Calculate your ideal body weight and BMI for your height. Get a healthy weight range from four trusted formulas in pounds or kilograms.
Height and Weight Formula
This calculator works in two modes. The ideal weight mode estimates a healthy target weight from your height and sex using four established formulas. The BMI mode checks your current weight against the healthy range for your height.
Ideal body weight (results are in kilograms, where H is height in inches):
Devine (male) = 50.0 + 2.3 * (H - 60) Devine (female) = 45.5 + 2.3 * (H - 60) Robinson (male) = 52 + 1.9 * (H - 60) Robinson (female) = 49 + 1.7 * (H - 60) Miller (male) = 56.2 + 1.41 * (H - 60) Miller (female) = 53.1 + 1.36 * (H - 60) Hamwi (male) = 48 + 2.7 * (H - 60) Hamwi (female) = 45.5 + 2.2 * (H - 60)
Body mass index and the healthy weight range (H in meters, W in kilograms):
BMI = W / (H * H) Healthy weight = 18.5 * H * H to 24.9 * H * H
- H: your height. The ideal weight formulas use height in inches above 5 feet (60 inches). BMI uses height in meters.
- W: your body weight in kilograms.
- BMI: body mass index, the ratio of weight to height squared.
- 18.5 and 24.9: the BMI cutoffs that mark the healthy weight band.
The ideal weight formulas all share the same shape: a base weight at 5 feet plus a fixed amount for every inch above that. They differ only in the base and the per-inch figure, which is why the calculator reports all four plus their average. Below 5 feet the formulas are extrapolated and become less reliable. The BMI mode does not need your sex because the BMI thresholds are the same for adult men and women.
Healthy Weight and BMI Reference Ranges
BMI sorts adults into four standard categories. These cutoffs are the same ones the calculator uses to label your result.
| BMI | Category |
|---|---|
| Below 18.5 | Underweight |
| 18.5 to 24.9 | Healthy weight |
| 25.0 to 29.9 | Overweight |
| 30.0 and above | Obese |
The healthy weight range below comes from the BMI band of 18.5 to 24.9 applied at each height. It is the same range the ideal weight mode reports alongside the formula estimates.
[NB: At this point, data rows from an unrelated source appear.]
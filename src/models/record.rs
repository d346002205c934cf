use std::fmt;
use std::net::Ipv4Addr;

/// Size in bytes of one encoded [`PingRecord`]
pub const RECORD_SIZE: usize = 20;

/// One validated ping measurement
///
/// Encoded layout (little-endian, IEEE-754 single precision), no padding:
///
/// | offset | size | field              |
/// |--------|------|--------------------|
/// | 0      | 4    | `prb_id` (u32)     |
/// | 4      | 4    | `dst_addr` octets  |
/// | 8      | 4    | `rtt[0]` (f32)     |
/// | 12     | 4    | `rtt[1]` (f32)     |
/// | 16     | 4    | `rtt[2]` (f32)     |
#[derive(Debug, Clone, Copy, PartialEq)]
pub struct PingRecord {
    pub prb_id: u32,
    pub dst_addr: [u8; 4],
    pub rtt: [f32; 3],
}

impl PingRecord {
    /// Destination address as an [`Ipv4Addr`]
    pub fn dst_ip(&self) -> Ipv4Addr {
        Ipv4Addr::from(self.dst_addr)
    }

    /// Encode into the fixed 20-byte layout
    pub fn to_bytes(&self) -> [u8; RECORD_SIZE] {
        let mut buf = [0u8; RECORD_SIZE];
        buf[0..4].copy_from_slice(&self.prb_id.to_le_bytes());
        buf[4..8].copy_from_slice(&self.dst_addr);
        for (i, rtt) in self.rtt.iter().enumerate() {
            let offset = 8 + i * 4;
            buf[offset..offset + 4].copy_from_slice(&rtt.to_le_bytes());
        }
        buf
    }

    /// Decode from the fixed 20-byte layout
    pub fn from_bytes(buf: &[u8; RECORD_SIZE]) -> Self {
        let word = |offset: usize| [buf[offset], buf[offset + 1], buf[offset + 2], buf[offset + 3]];

        Self {
            prb_id: u32::from_le_bytes(word(0)),
            dst_addr: word(4),
            rtt: [
                f32::from_le_bytes(word(8)),
                f32::from_le_bytes(word(12)),
                f32::from_le_bytes(word(16)),
            ],
        }
    }
}

impl fmt::Display for PingRecord {
    /// `a.b.c.d|prb_id|rtt1|rtt2|rtt3`
    fn fmt(&self, f: &mut fmt::Formatter<'_>) -> fmt::Result {
        write!(
            f,
            "{}|{}|{:.6}|{:.6}|{:.6}",
            self.dst_ip(),
            self.prb_id,
            self.rtt[0],
            self.rtt[1],
            self.rtt[2]
        )
    }
}
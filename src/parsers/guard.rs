//! Rejects values the fixed record layout cannot represent, before any numeric parsing

use super::error::{Field, LineError};

/// Only dotted IPv4 addresses fit the four-octet layout
pub fn check_address(addr: &[u8]) -> Result<(), LineError> {
    if addr.contains(&b':') {
        return Err(LineError::UnsupportedAddressFamily);
    }
    Ok(())
}

/// A quoted RTT is a sentinel such as a timeout marker, not a sample
pub fn check_rtt(value: &[u8], field: Field) -> Result<(), LineError> {
    if value.trim_ascii_start().starts_with(b"\"") {
        return Err(LineError::UnsupportedValueEncoding(field));
    }
    Ok(())
}
use std::io::{Read, Write};

use anyhow::{Context, Result};

use super::reader::RecordReader;

/// Print records as `a.b.c.d|prb_id|rtt1|rtt2|rtt3`, one per line
///
/// Stops after `limit` records if given. Returns the number printed.
///
/// # Errors
///
/// Returns an error if the input cannot be read, ends with a partial record,
/// or the output cannot be written. Records before the failure are printed.
pub fn dump_records<R, W>(input: R, out: &mut W, limit: Option<usize>) -> Result<usize>
where
    R: Read,
    W: Write,
{
    let mut printed = 0;
    for record in RecordReader::new(input).take(limit.unwrap_or(usize::MAX)) {
        let record = record.context("Failed to read record")?;
        writeln!(out, "{}", record).context("Failed to write output")?;
        printed += 1;
    }
    out.flush().context("Failed to write output")?;
    Ok(printed)
}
| Height | Healthy weight (lb) | Healthy weight (kg) |
|---|---|---|
| 5 ft 0 in (152 cm) | 95 to 128 | 43 to 58 |
| 5 ft 4 in (163 cm) | 108 to 145 | 49 to 66 |
| 5 ft 8 in (173 cm) | 122 to 164 | 55 to 74 |
| 6 ft 0 in (183 cm) | 137 to 184 | 62 to 84 |
| 6 ft 4 in (193 cm) | 153 to 205 | 69 to 93 |
Example Problems
Example 1: Ideal weight for a man who is 5 ft 10 in. A height of 5 ft 10 in is 70 inches, which is 10 inches above 60. The Devine estimate is 50.0 + 2.3 * 10 = 73.0 kg, or about 161 lb. The Robinson estimate is 52 + 1.9 * 10 = 71.0 kg, about 157 lb. Running all four formulas gives an average near 72 kg (159 lb), and the healthy BMI range for this height runs from about 129 lb to 174 lb.
Example 2: BMI for a woman who is 5 ft 4 in and weighs 150 lb. Convert weight to kilograms: 150 / 2.2046 = 68.0 kg. Convert height to meters: 64 inches * 0.0254 = 1.626 m. BMI = 68.0 / (1.626 * 1.626) = 25.7, which falls in the overweight category. The healthy range for this height is roughly 108 lb to 145 lb, so the target would be to reach the upper end of that band.
Frequently Asked Questions
Which ideal weight formula should I trust? No single formula is correct for everyone. They were built decades ago from population averages, mostly for medication dosing and insurance tables, so they ignore muscle mass and build. The calculator shows all four and their average so you can see the spread rather than rely on one number. Treat the healthy BMI range as the wider, more practical guide.
Why does the ideal weight mode ask for my sex but the BMI mode does not? The ideal weight formulas use different base weights for men and women, so sex changes the result. BMI uses the same thresholds for all adults, so it only needs your height and weight.
Is BMI accurate for athletes or older adults? Not always. BMI cannot tell muscle from fat, so a muscular person can read as overweight while having low body fat. It can also underestimate body fat in older adults who have lost muscle. Use BMI as a screening tool and talk to a healthcare professional before acting on the number.